Cette force de frappe sur le système Terre, qui serait principalement due aux conséquences du mode de vie occidental, a le pouvoir de perturber irrémédiablement l’ équilibre géologique sur lequel l’histoire de l’espèce humaine s’est construite. Certains chercheurs, au premier rang desquels Paul Crutzen, appellent cette période l’Anthropocène, une nouvelle période géologique qui succéderaient à l’Holocène, une période géologique particulièrement stable climatiquement, stabilité qui a été la base de la prospérité de l’humanité.

De nombreux scientifiques, chercheurs, et autres anthropocénologues proposent d’utiliser cette force de frappe pour réguler les variables géologiques à l’échelle globale, sous le contrôle (ou non) d’un système de gouvernance mondiale performant encore à développer.
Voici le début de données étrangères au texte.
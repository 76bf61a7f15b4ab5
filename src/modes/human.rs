use anyhow::{Context, Result};
use crossterm::{
    event::{Event, EventStream, KeyEventKind},
    execute,
    terminal::{EnterAlternateScreen, LeaveAlternateScreen, disable_raw_mode, enable_raw_mode},
};
use futures::StreamExt;
use ratatui::{Terminal, backend::CrosstermBackend};
use std::cell::RefCell;
use std::io::{Stderr, stderr};
use std::rc::Rc;
use std::time::Duration;
use tokio::time::{MissedTickBehavior, interval};
use tracing::info;

use crate::game::{GameConfig, GameSession};
use crate::input::{FrameInput, InputHandler};
use crate::scene::{SceneRegistry, SharedSession, build_registry};

/// Options of the interactive front end
#[derive(Debug, Clone, Copy, PartialEq, Eq)]
pub struct HumanOptions {
    /// Frames per second; one simulation tick per frame
    pub fps: u32,
    /// Fixed seed for coin placement
    pub seed: Option<u64>,
}

impl Default for HumanOptions {
    fn default() -> Self {
        Self { fps: 30, seed: None }
    }
}

pub struct HumanMode {
    registry: SceneRegistry,
    session: SharedSession,
    input_handler: InputHandler,
    frame_input: FrameInput,
    fps: u32,
    should_quit: bool,
}

impl HumanMode {
    pub fn new(config: GameConfig, options: HumanOptions) -> Result<Self> {
        config.validate().context("Invalid game configuration")?;

        let session = match options.seed {
            Some(seed) => GameSession::seeded(config, seed),
            None => GameSession::new(config),
        };
        let session = Rc::new(RefCell::new(session));
        let fps = options.fps.max(1);
        let registry = build_registry(Rc::clone(&session), fps)?;

        Ok(Self {
            registry,
            session,
            input_handler: InputHandler::new(),
            frame_input: FrameInput::default(),
            fps,
            should_quit: false,
        })
    }

    pub async fn run(&mut self) -> Result<()> {
        // Setup terminal
        enable_raw_mode().context("Failed to enable raw mode")?;
        let mut stderr = stderr();
        execute!(stderr, EnterAlternateScreen).context("Failed to enter alternate screen")?;
        let backend = CrosstermBackend::new(stderr);
        let mut terminal = Terminal::new(backend).context("Failed to create terminal")?;
        terminal.hide_cursor().context("Failed to hide cursor")?;
        terminal.clear().context("Failed to clear terminal")?;

        // Run game loop with cleanup
        let result = self.run_frame_loop(&mut terminal).await;

        // Cleanup terminal
        self.cleanup_terminal(&mut terminal)?;

        result
    }

    async fn run_frame_loop(
        &mut self,
        terminal: &mut Terminal<CrosstermBackend<Stderr>>,
    ) -> Result<()> {
        let mut event_stream = EventStream::new();

        let frame_interval = Duration::from_secs(1) / self.fps;
        let mut frame_timer = interval(frame_interval);
        frame_timer.set_missed_tick_behavior(MissedTickBehavior::Delay);

        info!(fps = self.fps, "frame loop started");

        loop {
            tokio::select! {
                // Collect input until the next frame
                maybe_event = event_stream.next() => {
                    match maybe_event {
                        Some(Ok(event)) => self.handle_event(event),
                        Some(Err(err)) => return Err(err).context("Failed to read terminal event"),
                        None => self.should_quit = true,
                    }
                }

                // One frame: draw, then update
                _ = frame_timer.tick() => {
                    terminal.draw(|frame| self.registry.draw(frame))
                        .context("Failed to draw frame")?;
                    let input = std::mem::take(&mut self.frame_input);
                    self.registry.update(&input)?;
                }

                // Handle Ctrl+C
                _ = tokio::signal::ctrl_c() => {
                    self.should_quit = true;
                }
            }

            if self.should_quit {
                break;
            }
        }

        info!(score = self.session.borrow().score(), "quitting");
        Ok(())
    }

    fn handle_event(&mut self, event: Event) {
        if let Event::Key(key) = event {
            // Only process key press events, not release
            if key.kind != KeyEventKind::Press {
                return;
            }

            let action = self.input_handler.handle_key_event(key);
            self.frame_input.record(action);
            if self.frame_input.quit {
                self.should_quit = true;
            }
        }
    }

    fn cleanup_terminal(
        &mut self,
        terminal: &mut Terminal<CrosstermBackend<Stderr>>,
    ) -> Result<()> {
        disable_raw_mode().context("Failed to disable raw mode")?;
        execute!(terminal.backend_mut(), LeaveAlternateScreen)
            .context("Failed to leave alternate screen")?;
        terminal.show_cursor().context("Failed to show cursor")?;
        Ok(())
    }
}
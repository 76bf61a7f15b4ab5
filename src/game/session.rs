use rand::rngs::StdRng;
use rand::{Rng, SeedableRng};
use tracing::{debug, info, trace};

use super::{
    coins::CoinSet,
    config::GameConfig,
    direction::Direction,
    state::{Cell, CollisionType, SnakeBody},
};

/// What happened during one call to [`GameSession::update`]
#[derive(Debug, Clone, Default, PartialEq, Eq)]
pub struct TickReport {
    /// The snake moved this tick
    pub advanced: bool,
    /// A coin was eaten this tick
    pub coin_collected: bool,
    /// Cell of a coin spawned this tick
    pub spawned: Option<Cell>,
    /// Set on the tick the run ended
    pub collision: Option<CollisionType>,
}

/// One run of the game: snake, coins, counters and the terminal flag
pub struct GameSession<R = StdRng> {
    config: GameConfig,
    snake: SnakeBody,
    coins: CoinSet,
    tick: u64,
    score: u32,
    terminal: bool,
    collision: Option<CollisionType>,
    rng: R,
}

impl GameSession<StdRng> {
    /// Session with a generator seeded from OS entropy
    pub fn new(config: GameConfig) -> Self {
        Self::with_rng(config, StdRng::from_entropy())
    }

    /// Session with a reproducible coin sequence
    pub fn seeded(config: GameConfig, seed: u64) -> Self {
        Self::with_rng(config, StdRng::seed_from_u64(seed))
    }
}

impl<R: Rng> GameSession<R> {
    pub fn with_rng(config: GameConfig, rng: R) -> Self {
        let snake = Self::initial_snake(&config);
        let coins = CoinSet::new(config.max_coins);

        Self {
            config,
            snake,
            coins,
            tick: 0,
            score: 0,
            terminal: false,
            collision: None,
            rng,
        }
    }

    fn initial_snake(config: &GameConfig) -> SnakeBody {
        SnakeBody::new(Cell::ORIGIN, Direction::PosX, config.initial_snake_length)
    }

    /// Start a fresh run; the random generator keeps its state
    pub fn reset(&mut self) {
        info!(score = self.score, tick = self.tick, "session reset");
        self.snake = Self::initial_snake(&self.config);
        self.coins.clear();
        self.tick = 0;
        self.score = 0;
        self.terminal = false;
        self.collision = None;
    }

    /// Run one tick. Does nothing once the session is terminal.
    pub fn update(&mut self, input: Option<Direction>) -> TickReport {
        let mut report = TickReport::default();
        if self.terminal {
            return report;
        }

        self.tick += 1;
        if let Some(direction) = input {
            self.snake.set_direction(direction);
        }

        if self.tick % self.config.move_interval == 0 {
            self.snake.advance();
            report.advanced = true;

            if let Some(collision) = self.snake.collision(self.config.half_extent) {
                info!(?collision, score = self.score, tick = self.tick, "game over");
                self.terminal = true;
                self.collision = Some(collision);
                report.collision = Some(collision);
                return report;
            }

            let head = self.snake.head();
            if self.coins.consume(head) {
                self.snake.grow();
                self.score += 1;
                report.coin_collected = true;
                debug!(x = head.x, y = head.y, z = head.z, score = self.score, "coin collected");
            }
        }

        if self.tick % self.config.spawn_interval == 0 && !self.coins.is_full() {
            report.spawned = self
                .coins
                .spawn(&self.snake, self.config.half_extent, &mut self.rng);
            if let Some(cell) = report.spawned {
                trace!(x = cell.x, y = cell.y, z = cell.z, "coin spawned");
            }
        }

        report
    }

    pub fn config(&self) -> &GameConfig {
        &self.config
    }

    pub fn snake(&self) -> &SnakeBody {
        &self.snake
    }

    pub fn coins(&self) -> &CoinSet {
        &self.coins
    }

    pub fn tick(&self) -> u64 {
        self.tick
    }

    pub fn score(&self) -> u32 {
        self.score
    }

    pub fn is_terminal(&self) -> bool {
        self.terminal
    }

    /// What ended the run, if it has ended
    pub fn collision(&self) -> Option<CollisionType> {
        self.collision
    }

    #[cfg(test)]
    pub(crate) fn snake_mut(&mut self) -> &mut SnakeBody {
        &mut self.snake
    }

    #[cfg(test)]
    pub(crate) fn coins_mut(&mut self) -> &mut CoinSet {
        &mut self.coins
    }
}

#[cfg(test)]
mod tests {
    use super::*;

    fn session() -> GameSession {
        GameSession::seeded(GameConfig::default(), 1)
    }

    /// Run updates until the next advance
    fn step(session: &mut GameSession, input: Option<Direction>) -> TickReport {
        let mut report = session.update(input);
        while !report.advanced && !session.is_terminal() {
            report = session.update(None);
        }
        report
    }

    #[test]
    fn test_new_session() {
        let session = session();
        assert!(!session.is_terminal());
        assert_eq!(session.score(), 0);
        assert_eq!(session.tick(), 0);
        assert_eq!(session.snake().len(), 3);
        assert_eq!(session.snake().head(), Cell::ORIGIN);
        assert!(session.coins().is_empty());
    }

    #[test]
    fn test_tick_gating() {
        let mut session = session();
        let mut advanced = Vec::new();
        let mut spawned = Vec::new();

        for _ in 0..130 {
            let report = session.update(None);
            if report.advanced {
                advanced.push(session.tick());
            }
            if report.spawned.is_some() {
                spawned.push(session.tick());
            }
        }

        assert_eq!(advanced, vec![24, 48, 72, 96, 120]);
        assert_eq!(spawned, vec![128]);
        assert_eq!(session.snake().head(), Cell::new(5, 0, 0));
    }

    #[test]
    fn test_coin_collection_grows_on_next_advance() {
        let mut session = session();
        session.coins_mut().insert(Cell::new(1, 0, 0));

        let report = step(&mut session, None);
        assert!(report.coin_collected);
        assert_eq!(session.score(), 1);
        assert!(session.coins().is_empty());
        assert_eq!(session.snake().len(), 3);

        step(&mut session, None);
        assert_eq!(session.snake().len(), 4);

        step(&mut session, None);
        assert_eq!(session.snake().len(), 4);
    }

    #[test]
    fn test_boundary_collision_skips_coin_check() {
        let mut session = session();
        *session.snake_mut() = SnakeBody::new(Cell::new(6, 0, 0), Direction::PosX, 3);
        // Coin beside the head must survive the fatal tick.
        session.coins_mut().insert(Cell::new(6, 1, 0));

        let report = step(&mut session, None);
        assert_eq!(report.collision, Some(CollisionType::Wall));
        assert!(!report.coin_collected);
        assert!(session.is_terminal());
        assert_eq!(session.collision(), Some(CollisionType::Wall));
        assert_eq!(session.score(), 0);
        assert_eq!(session.coins().len(), 1);
    }

    #[test]
    fn test_collision_tick_does_not_consume_coin_under_head() {
        let mut session = session();
        // Head moves -Y onto (1,0,0), which is both a body segment and a coin.
        *session.snake_mut() = SnakeBody::from_segments(
            [
                Cell::new(1, 1, 0),
                Cell::new(2, 1, 0),
                Cell::new(2, 0, 0),
                Cell::new(1, 0, 0),
                Cell::new(0, 0, 0),
            ],
            Direction::NegY,
        );
        session.coins_mut().insert(Cell::new(1, 0, 0));

        let report = step(&mut session, None);
        assert_eq!(report.collision, Some(CollisionType::SelfCollision));
        assert!(session.is_terminal());
        assert_eq!(session.score(), 0);
        assert!(session.coins().contains(Cell::new(1, 0, 0)));
    }

    #[test]
    fn test_terminal_session_is_frozen() {
        let mut session = session();
        *session.snake_mut() = SnakeBody::new(Cell::new(6, 0, 0), Direction::PosX, 3);
        step(&mut session, None);
        assert!(session.is_terminal());

        let tick = session.tick();
        let head = session.snake().head();
        for _ in 0..300 {
            assert_eq!(session.update(Some(Direction::PosY)), TickReport::default());
        }
        assert_eq!(session.tick(), tick);
        assert_eq!(session.snake().head(), head);
        assert!(session.coins().is_empty());
    }

    #[test]
    fn test_reversal_input_is_ignored() {
        let mut session = session();
        step(&mut session, Some(Direction::NegX));
        assert_eq!(session.snake().head(), Cell::new(1, 0, 0));
        assert!(!session.is_terminal());
    }

    #[test]
    fn test_input_between_advances_is_remembered() {
        let mut session = session();
        session.update(Some(Direction::PosZ));
        step(&mut session, None);
        assert_eq!(session.snake().head(), Cell::new(0, 0, 1));
    }

    #[test]
    fn test_coin_cap_over_long_run() {
        let config = GameConfig {
            spawn_interval: 1,
            move_interval: 1_000_000,
            ..Default::default()
        };
        let mut session = GameSession::seeded(config, 99);
        for _ in 0..500 {
            session.update(None);
            assert!(session.coins().len() <= 5);
        }
        assert_eq!(session.coins().len(), 5);
        for coin in session.coins().iter() {
            assert!(!session.snake().contains(coin));
            assert!(coin.is_within(6));
        }
    }

    #[test]
    fn test_reset() {
        let mut session = session();
        session.coins_mut().insert(Cell::new(1, 0, 0));
        step(&mut session, None);
        *session.snake_mut() = SnakeBody::new(Cell::new(6, 0, 0), Direction::PosX, 3);
        step(&mut session, None);
        assert!(session.is_terminal());
        assert_eq!(session.score(), 1);

        session.reset();
        assert!(!session.is_terminal());
        assert_eq!(session.collision(), None);
        assert_eq!(session.score(), 0);
        assert_eq!(session.tick(), 0);
        assert_eq!(session.snake().len(), 3);
        assert_eq!(session.snake().head(), Cell::ORIGIN);
        assert_eq!(session.snake().direction(), Direction::PosX);
        assert!(session.coins().is_empty());
    }
}
//! Core game logic for the 3D snake
//!
//! This module contains the simulation without any I/O or rendering
//! dependencies: the snake, the coins and the tick-driven session that ties
//! them together.

pub mod coins;
pub mod config;
pub mod direction;
pub mod session;
pub mod state;

// Re-export commonly used types
pub use coins::CoinSet;
pub use config::GameConfig;
pub use direction::Direction;
pub use session::{GameSession, TickReport};
pub use state::{Cell, CollisionType, SnakeBody};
Pourquoi ne pas profiter des techniques qui nous permettent d’agir sur le système Terre ? Nous pourrions ainsi devenir les gardiens de la vie sur Terre, « sauver la planète » par notre science et notre technique. Christophe Bonneuil et Jean-Baptiste Fressoz appellent ce scénario le scénario du « Bon Anthropocène ». De quels moyens techniques ces chercheurs disposent-ils ? Ils invoquent, entre autres, les outils de la géoingénierie, permettant la modification climatique à grande échelle, pour effectuer cette régulation.

Ici, nous proposerons une autre voie. Nous sommes nombreux à considérer que cette force de frappe géologique est plus dangereuse qu’émancipatrice pour l’intérêt général de la population mondiale, car elle concentre le pouvoir d’influence sur nos conditions de vie en un très petit nombre de mains. Celles qui disposent du savoir, des moyens techniques et des moyens financiers pour mettre en oeuvre cette régulation géologique mondiale.
Nous nous efforcerons, dans le cadre ce projet, à montrer les nombreuses voies de sortie de l’Anthropocène esquissées par des collectifs citoyens à travers la planète. Prônant directement ou indirectement un renoncement conscient à cette force de frappe, ces collectifs construisent des initiatives simples, abordables, souvent répliquables, qui permettent à tout un chacun de se désinvestir progressivement des rouages qui nous ont mené à développer cette puissance géologique. Vous et moi pouvons décider, demain, de leur emboîter le pas.

Pourquoi sortir ?

Mais pourquoi sortir de l’Anthropocène ? Et surtout, pourquoi en sortir par de petites initiatives sans puissance apparente ? En réalité, ces initiatives portent un pouvoir transformationnel important, surtout si on comprend en quoi elles sont interconnectées, en quoi elles sont le germe d’une société juste et conviviale, qui s’inscrit dans les limites écologiques. Elle forment une réponse beaucoup plus sage et raisonnée que de jouer avec des techniques hasardeuses pour tenter de contrôler un système ultra-complexe, la Biosphère, que l’on est très loin de comprendre dans son intégralité.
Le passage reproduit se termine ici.